Another key to the company’s recent revival is a shift in how the company sells software. Traditionally, SAP sold big deals to big-company chief information officers. A little over a year ago SAP started a sales group that focusses entirely on selling lower down the organisational chart.
McDermott believes this new focus on selling to individual corporate units, plus the rapid growth in fast analytics, accounted for a considerable share of the new customers last fall. Of SAP’s software license sales, he figures 40 percent came from customers new to SAP.
“Whether I meet with customers in Abu Dhabi or Sydney, they are telling me they want a consistent platform to run their business on,” he says. “They never want to invest in something they can outgrow. And they want it to be simple.”
SAP’s recent history has been anything, but simple. Before McDermott and Snabe took over as co-CEOs in February 2010, SAP was run by Léo Apotheker, who was widely disliked for his un-Germanic sacking of 6 percent of the workforce and one too many Web product flops. Apotheker himself was sacked after barely a year on the job. (He was later tapped to run Hewlett-Packard and bombed out there after just under a year.)
After he and Snabe took over as co-CEOs, McDermott was flying around the world to see customers and convince them SAP was an innovator.
Meanwhile, Oracle was working toward convincing a federal jury in Oakland that SAP was a thief. A newly acquired SAP subsidiary called TomorrowNow had been accused of stealing code from Oracle in an attempt to win over its customers. In November 2010, the jury awarded Oracle $1.3 billion in damages. A federal judge in September cut that award to $272 million. Oracle may still seek a new trial.
SAP’s biggest threat may come from old foes. PeopleSoft co-founder David Duffield and a protégé Aneel Bhusri are set to take their cloudbased business-software firm, Workday, public this year. With sales around $300 million, doubling from 2010, Workday is as big as the company Dalgaard just sold to SAP.

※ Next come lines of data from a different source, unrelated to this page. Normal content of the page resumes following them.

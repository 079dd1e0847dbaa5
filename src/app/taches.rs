// src/app/taches.rs
//
// Pont async -> UI
// ----------------
// - NATIF : runtime tokio (multi-thread), les requêtes tournent hors du thread UI
// - WEB   : wasm_bindgen_futures::spawn_local (pas de threads)
// - Retour : canal mpsc lu à chaque frame (`recevoir`), puis request_repaint()
//
// Aucune annulation : une requête partie va jusqu’au bout.

use std::future::Future;
use std::sync::mpsc::{channel, Receiver, Sender};

use eframe::egui;

use crate::api::ErreurApi;
use crate::session::SessionStore;

/// Résultat d’une tâche, rendu au thread UI.
#[derive(Debug)]
pub enum Evenement {
    Equations(Result<Vec<String>, ErreurApi>),
    /// `store` : copie de la session sur laquelle le login a été joué.
    Login {
        store: SessionStore,
        resultat: Result<(), ErreurApi>,
    },
}

pub struct Taches {
    tx: Sender<Evenement>,
    rx: Receiver<Evenement>,
    #[cfg(not(target_arch = "wasm32"))]
    runtime: tokio::runtime::Runtime,
}

impl Taches {
    #[cfg(not(target_arch = "wasm32"))]
    pub fn new() -> anyhow::Result<Self> {
        let runtime = tokio::runtime::Builder::new_multi_thread()
            .worker_threads(2)
            .thread_name("portail-reseau")
            .enable_all()
            .build()?;
        let (tx, rx) = channel();
        Ok(Self { tx, rx, runtime })
    }

    #[cfg(target_arch = "wasm32")]
    pub fn new() -> anyhow::Result<Self> {
        let (tx, rx) = channel();
        Ok(Self { tx, rx })
    }

    /// Lance `fut` ; son résultat arrivera dans `recevoir`.
    #[cfg(not(target_arch = "wasm32"))]
    pub fn lancer<F>(&self, ctx: &egui::Context, fut: F)
    where
        F: Future<Output = Evenement> + Send + 'static,
    {
        let tx = self.tx.clone();
        let ctx = ctx.clone();
        self.runtime.spawn(async move {
            let ev = fut.await;
            if tx.send(ev).is_err() {
                log::debug!("Résultat ignoré : UI fermée");
            }
            ctx.request_repaint();
        });
    }

    #[cfg(target_arch = "wasm32")]
    pub fn lancer<F>(&self, ctx: &egui::Context, fut: F)
    where
        F: Future<Output = Evenement> + 'static,
    {
        let tx = self.tx.clone();
        let ctx = ctx.clone();
        wasm_bindgen_futures::spawn_local(async move {
            let ev = fut.await;
            if tx.send(ev).is_err() {
                log::debug!("Résultat ignoré : UI fermée");
            }
            ctx.request_repaint();
        });
    }

    /// Tout ce qui est arrivé depuis la dernière frame (non bloquant).
    pub fn recevoir(&self) -> Vec<Evenement> {
        self.rx.try_iter().collect()
    }
}
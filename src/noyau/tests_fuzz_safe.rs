//! Tests fuzz safe : la calculatrice martelée par des suites de touches aléatoires.
//!
//! - RNG déterministe (seed fixe)
//! - budget temps global
//! - invariants clés :
//!   * PIN non vide => équation posée
//!   * "=" hors liste => enchaînement, résultat = premier opérande
//!   * jamais d’équation posée si la liste est vide

use std::time::{Duration, Instant};

use super::calculatrice::{Calculatrice, Issue, Phase};
use super::nombre::lire_affichage;
use super::operation::Operateur;

/* ------------------------ RNG déterministe minimal ------------------------ */

#[derive(Clone)]
struct Rng {
    state: u64,
}
impl Rng {
    fn new(seed: u64) -> Self {
        Self { state: seed }
    }
    fn next_u32(&mut self) -> u32 {
        // LCG simple (déterministe)
        self.state = self.state.wrapping_mul(6364136223846793005).wrapping_add(1);
        (self.state >> 32) as u32
    }
    fn pick(&mut self, n: u32) -> u32 {
        if n == 0 {
            0
        } else {
            self.next_u32() % n
        }
    }
}

/* ------------------------ Budget anti-gel ------------------------ */

fn budget(start: Instant, max: Duration) {
    if start.elapsed() > max {
        panic!("budget temps dépassé: {:?}", max);
    }
}

/* ------------------------ Helpers fuzz ------------------------ */

fn check_invariants(c: &Calculatrice) {
    if !c.pin().is_empty() {
        assert!(c.equation().is_some(), "PIN sans équation");
    }
    if c.equation().is_some() {
        assert_eq!(c.phase(), Phase::PinEntry);
        assert_eq!(c.premier(), None);
        assert_eq!(c.operateur(), None);
    }
    if c.phase() != Phase::PinEntry {
        assert!(!c.affichage().is_empty(), "affichage vide hors mode PIN");
    }
}

fn meme_nombre(a: f64, b: f64) -> bool {
    (a.is_nan() && b.is_nan()) || a == b
}

/// Une touche au hasard ; renvoie l’issue si c’était "=".
fn touche(c: &mut Calculatrice, rng: &mut Rng) -> Option<Issue> {
    match rng.pick(20) {
        0..=9 => c.input_digit(char::from(b'0' + rng.pick(10) as u8)),
        10 => c.input_point(),
        11..=15 => {
            let op = Operateur::TOUS[rng.pick(5) as usize];
            c.input_operator(op);
        }
        16 | 17 => return Some(c.evaluate()),
        18 => c.delete(),
        _ => {
            // C rarement, sinon on ne va jamais loin
            if rng.pick(4) == 0 {
                c.clear();
            } else {
                c.input_digit('0');
            }
        }
    }
    None
}

/* ------------------------ Tests ------------------------ */

#[test]
fn fuzz_safe_liste_vide_toujours_enchainement() {
    let t0 = Instant::now();
    let max = Duration::from_millis(250);

    let mut rng = Rng::new(0xC0FFEE_u64);
    let mut c = Calculatrice::default();
    let mut resultats = 0usize;

    for _ in 0..5_000 {
        budget(t0, max);

        if let Some(issue) = touche(&mut c, &mut rng) {
            match issue {
                Issue::Resultat(r) => {
                    assert_eq!(c.phase(), Phase::Chaining);
                    let p = c.premier().expect("premier opérande après =");
                    assert!(meme_nombre(p, r), "premier={p} résultat={r}");
                    assert!(meme_nombre(lire_affichage(c.affichage()), r));
                    resultats += 1;
                }
                autre => panic!("issue inattendue sans liste: {autre:?}"),
            }
        }
        check_invariants(&c);
    }

    assert!(resultats > 100, "trop peu de '=': {resultats}");
}

#[test]
fn fuzz_safe_avec_liste_invariants_pin() {
    let t0 = Instant::now();
    let max = Duration::from_millis(250);

    // opérandes à un chiffre : on tombe dessus assez souvent
    let liste: Vec<String> = ["1+2", "3*4", "9-9", "8/2", "7%3"]
        .iter()
        .map(|s| s.to_string())
        .collect();

    let mut rng = Rng::new(0xBADC0DE_u64);
    let mut c = Calculatrice::avec_liste(liste.clone());
    let mut portes = 0usize;

    for i in 0..20_000usize {
        budget(t0, max);

        // de temps en temps, une équation de la liste tapée au propre
        let issue = if i % 97 == 0 {
            let eq = &liste[i % liste.len()];
            c.clear();
            for t in eq.chars() {
                match Operateur::depuis_symbole(t) {
                    Some(op) => c.input_operator(op),
                    None => c.input_digit(t),
                }
            }
            Some(c.evaluate())
        } else {
            touche(&mut c, &mut rng)
        };

        if let Some(Issue::PinDemande(eq)) = issue {
            assert!(liste.contains(&eq), "équation hors liste: {eq}");
            assert_eq!(c.equation(), Some(eq.as_str()));
            assert_eq!(c.pin(), "");
            portes += 1;

            // on tente un envoi refusé puis on sort
            c.input_digit('1');
            assert!(c.submit_pin().is_some());
            c.fin_soumission(false);
            assert_eq!(c.equation(), Some(eq.as_str()));
            c.clear();
        }
        check_invariants(&c);
    }

    assert!(portes > 0, "aucune porte PIN ouverte: fuzz trop “sage”");
}

#[test]
fn fuzz_safe_division_par_zero_jamais_reconnue() {
    let t0 = Instant::now();
    let max = Duration::from_millis(100);

    let liste: Vec<String> = (0..10).map(|a| format!("{a}/1")).collect();

    for a in 0..10u8 {
        budget(t0, max);

        let mut c = Calculatrice::avec_liste(liste.clone());
        c.input_digit(char::from(b'0' + a));
        c.input_operator(Operateur::Divise);
        c.input_digit('0');

        let issue = c.evaluate();
        assert!(matches!(issue, Issue::Resultat(_)), "a={a}");
        let attendu = if a == 0 { "NaN" } else { "Infinity" };
        assert_eq!(c.affichage(), attendu);

        // le résultat non fini enchaîne sans jamais ouvrir la porte
        c.input_operator(Operateur::Divise);
        c.input_digit('1');
        assert!(matches!(c.evaluate(), Issue::Resultat(_)));
        assert_eq!(c.equation(), None);
    }
}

But SAP isn’t worried. It has its Danish pit bull now. Dalgaard says that Salesforce, which is mostly still a sales-automation software company, is a “one-trick pony.” Salesforce Chief Marc Benioff shoots back that Dalgaard doesn’t know what he’s in for. SAP is “a large German bureaucracy run by a union,” says Benioff. He wishes Dalgaard the best: “Other innovators haven’t fared well there.” As for Oracle, Dalgaard says it screwed up when it bought Sun Microsystems. (Oracle refused to comment.) “Hardware is a sh**ty business. Look at HP and Dell,” says Dalgaard, dumping on two companies that happen to be rather large partners with SAP. You can disagree with Lars, but no one tells him what to do or say.